Sam Burgess is a ton-of-bricks tackler, Henry Slade has a passing game to die for, Calum Clark spends too much time getting on the nerves of the refereeing fraternity and Luke Cowan-Dickie’s line-out throwing is approximately 100 per cent worse than the rest of his game. So what’s new? The one thing England’s quartet of previously uncapped World Cup challengers failed to deliver during their big night out at Twickenham was a “eureka” moment.
Indeed, the book of revelations published in the light of the national team’s 19-14 victory over a competitive but depressingly unambitious France proved a very short read: even shorter than The Marxist Credentials of Liz Kendall or Charming Your Way to the White House by Donald Trump. If there was a must-read chapter, it was the one highlighting the crumbling foundations of England’s set-piece play.
Slammin’ Sam may be pretty damned good at smashing opponents into the middle of next month, in the distinctive style of rugby league masters down the ages – it will probably be September before Dimitri Szarzewski and Alexandre Dumoulin, two Frenchmen who volunteered to test the Yorkshireman’s ability in this area, work out what the hell happened to them – but that defensive belligerence will not be worth a row of beans if the red-rose tight game continues on its southerly trajectory.
Both Wales and Australia will fancy their chances of sacking Twickenham during the World Cup pool stage if England continue to scrummage in this conciliatory fashion, and if the line-out keeps going wonky on them in the way it did on Saturday night.

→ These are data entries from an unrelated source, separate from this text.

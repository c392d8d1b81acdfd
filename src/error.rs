//! Firmware-internal error types

use core::fmt;

/// Firmware operation result type
pub type Result<T> = core::result::Result<T, Error>;

/// Failure modes of the protocol engine.
///
/// The wire protocol itself never carries these: a failed CBW is reported
/// through the CSW status byte, and an exhausted hardware poll is simply
/// abandoned so the host's own USB timeout recovers the transaction. These
/// values exist so internal call chains can propagate with `?` and so the
/// main loop can log what was abandoned.
#[derive(Debug, Clone, Copy, PartialEq, Eq)]
#[cfg_attr(feature = "defmt", derive(defmt::Format))]
pub enum Error {
    /// A bounded spin-poll exhausted its iteration budget
    Timeout,
    /// Operation attempted in a state that cannot accept it
    InvalidState,
}

impl fmt::Display for Error {
    fn fmt(&self, f: &mut fmt::Formatter<'_>) -> fmt::Result {
        match self {
            Self::Timeout => write!(f, "poll budget exhausted"),
            Self::InvalidState => write!(f, "invalid state"),
        }
    }
}
//! Shared test drivers: bring up a bridge over the mock bank and feed it
//! SETUP packets and CBWs the way the hardware would.

// Not every test binary uses every driver.
#![allow(dead_code)]

pub mod mock_bank;

pub use mock_bank::MockBank;

use usb4_bridge_fw::regs;
use usb4_bridge_fw::{Bridge, PollBudgets};

/// Parsed 13-byte Command Status Wrapper.
#[derive(Debug, Clone, PartialEq, Eq)]
pub struct TestCsw {
    pub signature: [u8; 4],
    pub tag: [u8; 4],
    pub residue: [u8; 4],
    pub status: u8,
}

impl TestCsw {
    pub fn parse(frame: &[u8]) -> Self {
        assert_eq!(frame.len(), 13, "CSW frame must be 13 bytes");
        Self {
            signature: frame[0..4].try_into().unwrap(),
            tag: frame[4..8].try_into().unwrap(),
            residue: frame[8..12].try_into().unwrap(),
            status: frame[12],
        }
    }
}

/// Bridge over a fresh mock bank at the given boot speed.
pub fn new_bridge(usb3: bool) -> Bridge<MockBank> {
    let mut bank = MockBank::new();
    if usb3 {
        bank.set_reg(regs::SPEED_STAT, regs::SpeedStat::SS_ACTIVE.bits());
    }
    Bridge::new(bank, PollBudgets::default())
}

/// Latch a CBW into the capture registers, raise the CBW interrupt, and
/// run one ISR + one main-loop iteration (the dispatch).
pub fn deliver_cbw(bridge: &mut Bridge<MockBank>, tag: [u8; 4], cb: &[u8]) {
    assert!(cb.len() <= 16);
    let bank = bridge.bank_mut();
    for (i, b) in tag.iter().enumerate() {
        bank.set_reg(regs::CBW_TAG_BASE + i as u16, *b);
    }
    bank.set_reg(regs::CBW_CBLEN, cb.len() as u8);
    for i in 0..16u16 {
        let b = cb.get(i as usize).copied().unwrap_or(0);
        bank.set_reg(regs::CBW_CB_BASE + i, b);
    }
    bank.or_reg(regs::IRQ_STAT, regs::IrqStat::CBW.bits());
    bridge.isr();
    bridge.poll_once();
}

/// Latch a SETUP packet, mark all three EP0 phases hardware-ready, raise
/// the EP0 interrupt and run the ISR (control transfers run synchronously).
pub fn deliver_setup(bridge: &mut Bridge<MockBank>, setup: [u8; 8]) {
    let bank = bridge.bank_mut();
    for (i, b) in setup.iter().enumerate() {
        bank.set_reg(regs::SETUP_BASE + i as u16, *b);
    }
    bank.set_reg(regs::EP0_PHASE, regs::Ep0Phase::all().bits());
    bank.or_reg(regs::IRQ_STAT, regs::IrqStat::EP0.bits());
    bridge.isr();
}

/// GET_DESCRIPTOR SETUP packet.
pub fn get_descriptor_setup(dtype: u8, index: u8, w_length: u16) -> [u8; 8] {
    [
        0x80,
        0x06,
        index,
        dtype,
        0x00,
        0x00,
        w_length as u8,
        (w_length >> 8) as u8,
    ]
}

/// Stage an OUT payload the hardware would have auto-DMA'd and run the
/// main loop until the deferred bulk-OUT machine completes.
///
/// Call with the bulk-OUT machine in the Armed state (right after the
/// 0xE7 CBW dispatch).
pub fn complete_bulk_out(bridge: &mut Bridge<MockBank>, payload: &[u8]) {
    // Armed -> Waiting: this iteration only arms the OUT endpoint.
    bridge.poll_once();

    let bank = bridge.bank_mut();
    for (i, b) in payload.iter().enumerate() {
        bank.set_reg(regs::OUT_STAGING + i as u16, *b);
    }
    bank.set_reg(regs::DMA_COUNT, payload.len() as u8);
    bank.or_reg(regs::BULK_STAT, regs::BulkStat::DATA_AVAIL.bits());

    // Waiting -> Idle: copy, CSW, re-arm.
    bridge.poll_once();
}

/// Pop the most recent bulk-IN frame and parse it as a CSW.
pub fn last_csw(bridge: &mut Bridge<MockBank>) -> TestCsw {
    let frame = bridge
        .bank_mut()
        .bulk_in_frames
        .pop()
        .expect("no bulk-IN frame captured");
    TestCsw::parse(&frame)
}
//! Scripted register-bank double
//!
//! Backs the full 64 KiB internal address space with plain memory and
//! scripts the hardware behaviors the protocol engine's handshakes depend
//! on: self-clearing triggers, write-1-to-clear status registers, the
//! DMA-handshake ready bit, and capture of every frame a trigger would
//! have put on the bus.

use usb4_bridge_fw::regs::{self, RegisterBank};

/// Register bank with scripted hardware responses and a write journal.
pub struct MockBank {
    mem: Vec<u8>,
    /// Frames sent from the bulk endpoint buffer (length = XFER_LEN)
    pub bulk_in_frames: Vec<Vec<u8>>,
    /// Frames sent from the EP0 buffer (length = EP0_LEN; ZLPs are empty)
    pub ep0_frames: Vec<Vec<u8>>,
    /// Every `write` in order, for ordering assertions
    pub writes: Vec<(u16, u8)>,
    /// When false, bulk-IN sends never complete (hung endpoint)
    pub auto_complete_bulk: bool,
    /// When false, the DMA handshake ready bit never appears
    pub auto_dma_ready: bool,
}

impl MockBank {
    pub fn new() -> Self {
        let mut mem = vec![0u8; 0x1_0000];
        // Engine powers up ready for a CBW; CSW framing is the hardware
        // default of the transfer-length register.
        mem[regs::MSC_MODE as usize] = regs::MscMode::READY.bits();
        mem[regs::XFER_LEN as usize] = regs::CSW_LEN;
        Self {
            mem,
            bulk_in_frames: Vec::new(),
            ep0_frames: Vec::new(),
            writes: Vec::new(),
            auto_complete_bulk: true,
            auto_dma_ready: true,
        }
    }

    /// Poke a register directly, bypassing the scripted side effects.
    /// Used to inject hardware-driven state (events, captured CBWs).
    pub fn set_reg(&mut self, addr: u16, val: u8) {
        self.mem[addr as usize] = val;
    }

    /// OR bits into a register directly (event injection).
    pub fn or_reg(&mut self, addr: u16, mask: u8) {
        self.mem[addr as usize] |= mask;
    }

    /// Peek without side effects.
    pub fn peek(&self, addr: u16) -> u8 {
        self.mem[addr as usize]
    }

    fn capture(&self, base: u16, len: usize) -> Vec<u8> {
        let base = base as usize;
        self.mem[base..base + len].to_vec()
    }
}

impl RegisterBank for MockBank {
    fn read(&mut self, addr: u16) -> u8 {
        self.mem[addr as usize]
    }

    fn write(&mut self, addr: u16, val: u8) {
        self.writes.push((addr, val));
        match addr {
            regs::EP0_TRIG => {
                if val & regs::Ep0Trig::SEND.bits() != 0 {
                    let len = self.mem[regs::EP0_LEN as usize] as usize;
                    let frame = self.capture(regs::EP0_BUF, len);
                    self.ep0_frames.push(frame);
                }
                if val & regs::Ep0Trig::ZLP.bits() != 0 {
                    self.ep0_frames.push(Vec::new());
                }
                // All EP0 triggers self-clear once latched.
                self.mem[addr as usize] = 0;
            }
            regs::EP0_ACK => {
                self.mem[regs::EP0_PHASE as usize] &= !val;
            }
            regs::BULK_TRIG => {
                if val & regs::BulkTrig::SEND.bits() != 0 {
                    let len = self.mem[regs::XFER_LEN as usize] as usize;
                    let frame = self.capture(regs::BULK_BUF, len);
                    self.bulk_in_frames.push(frame);
                    if self.auto_complete_bulk {
                        self.mem[regs::BULK_STAT as usize] |= regs::BulkStat::EP_COMPLETE.bits();
                    }
                }
                self.mem[addr as usize] = 0;
            }
            regs::BULK_ACK => {
                self.mem[regs::BULK_STAT as usize] &= !val;
            }
            regs::DMA_HANDSHAKE => {
                if val == 0 && self.auto_dma_ready {
                    self.mem[regs::DMA_STAT as usize] |= regs::DmaStat::READY.bits();
                }
            }
            regs::EPOUT_CFG1 => {
                self.mem[addr as usize] = val;
                if val & regs::EpOutCfg1::ACK.bits() != 0 {
                    self.mem[regs::BULK_STAT as usize] &= !regs::BulkStat::DATA_AVAIL.bits();
                }
            }
            regs::IRQ_ACK => {
                self.mem[regs::IRQ_STAT as usize] &= !val;
            }
            regs::LINK_EVENT | regs::LINK_TRAIN => {
                self.mem[addr as usize] &= !val;
            }
            _ => {
                self.mem[addr as usize] = val;
            }
        }
    }
}
//! Bounded spin-polling
//!
//! The controller has no interrupt for most of its multi-step handshakes;
//! firmware waits by spinning on a status bit with a fixed iteration budget.
//! Exhausting the budget is not retried anywhere: the caller abandons the
//! transaction and the host's USB stack times out and re-issues it. The
//! budget-to-wall-clock relationship is clock-dependent and undocumented,
//! so budgets are injected configuration rather than constants.

use crate::error::{Error, Result};

/// A single bounded wait.
#[derive(Debug, Clone, Copy, PartialEq, Eq)]
pub struct PollBudget {
    iterations: u32,
}

impl PollBudget {
    /// Budget of `iterations` predicate evaluations.
    pub const fn new(iterations: u32) -> Self {
        Self { iterations }
    }

    /// Spin until `condition` returns true, up to the budget.
    pub fn wait_for<F>(&self, mut condition: F) -> Result<()>
    where
        F: FnMut() -> bool,
    {
        for _ in 0..self.iterations {
            if condition() {
                return Ok(());
            }
        }
        Err(Error::Timeout)
    }
}

/// The three distinct wait budgets the engine uses.
#[derive(Debug, Clone, Copy, PartialEq, Eq)]
pub struct PollBudgets {
    /// DMA "write 0 / poll ready" handshakes and OUT byte-count waits
    pub dma_handshake: PollBudget,
    /// EP0 phase-ready and trigger self-clear waits
    pub control_phase: PollBudget,
    /// Bulk-IN endpoint-complete wait
    pub bulk_complete: PollBudget,
}

impl Default for PollBudgets {
    /// Iteration counts observed on production silicon.
    fn default() -> Self {
        Self {
            dma_handshake: PollBudget::new(50_000),
            control_phase: PollBudget::new(50_000),
            bulk_complete: PollBudget::new(60_000),
        }
    }
}

#[cfg(test)]
mod tests {
    use super::*;
    use crate::error::Error;

    #[test]
    fn succeeds_before_budget() {
        let mut n = 0;
        let r = PollBudget::new(10).wait_for(|| {
            n += 1;
            n == 3
        });
        assert_eq!(r, Ok(()));
        assert_eq!(n, 3);
    }

    #[test]
    fn exhaustion_is_timeout() {
        let mut n = 0u32;
        let r = PollBudget::new(5).wait_for(|| {
            n += 1;
            false
        });
        assert_eq!(r, Err(Error::Timeout));
        assert_eq!(n, 5);
    }

    #[test]
    fn zero_budget_never_evaluates_success() {
        let r = PollBudget::new(0).wait_for(|| true);
        assert_eq!(r, Err(Error::Timeout));
    }
}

If so, the home nation will stand a worryingly good chance of being the first hosts in the history of the tournament to bow out ahead of the quarter-finals.
“I wouldn’t say I was alarmed,” said England’s head coach, Stuart Lancaster, the alarm all too evident in his tone, “but I think we put ourselves under pressure and I was disappointed we didn’t get more first-phase possession towards the end, because our backs had been going well. If you don’t get ball off the top of the line-out, if you don’t get decent scrum ball, you don’t generate the kind of continuity that causes opponents problems over a long period.”
During the final quarter, with the French drawing on the sustenance of a close-range try from the flanker Fulgence Ouedraogo and threatening to win a game that had seemed entirely beyond them when Slade’s exquisite passing in midfield helped create excellent scores for the wings Anthony Watson and Jonny May, three important line-outs went seriously awry. Cowan-Dickie was guilty of crooked throws at the first two; then, for variety’s sake, he overthrew to the tail.
It was a grisly episode and it may well cost the Exeter hooker a place in the 31-man squad due to be named within a fortnight. Certainly, his uncapped rival, Jamie George, will have an opportunity to make a name for himself when England travel to Paris on Saturday. If the Saracens forward lives up to his reputation as one of the two or three most accurate throwers in the land, while holding it together at the scrum, inclusion will be an open and shut case.
England’s frailties at the set piece were wide ranging. Mako Vunipola, eye-wateringly good around the field, was asked some very awkward questions by the Catalan strongman Nicolas Mas and struggled to come up with a full list of answers. As for the much talked about Kieran Brookes on the tight-head side of the scrum, suffice to say he will have more productive days at the office. The big winner at close quarters from the England perspective was Alex Corbisiero, who provided some much needed solidity just when things were turning to liquid.
Talking of which, the fluidity of England’s back play in the opening exchanges was infinitely more positive. Watson’s early tries both owed something to high-calibre distribution by Slade, whose quick hands allowed the Bath wing to make a fool of Brice Dulin en route to the right corner and whose long pass from the first receiver position sparked an even better attack involving Burgess, May and Owen Farrell. As for the Exeter midfielder’s flick under pressure in the build-up to May’s finish shortly after the interval… Watson, for one, was suitably impressed.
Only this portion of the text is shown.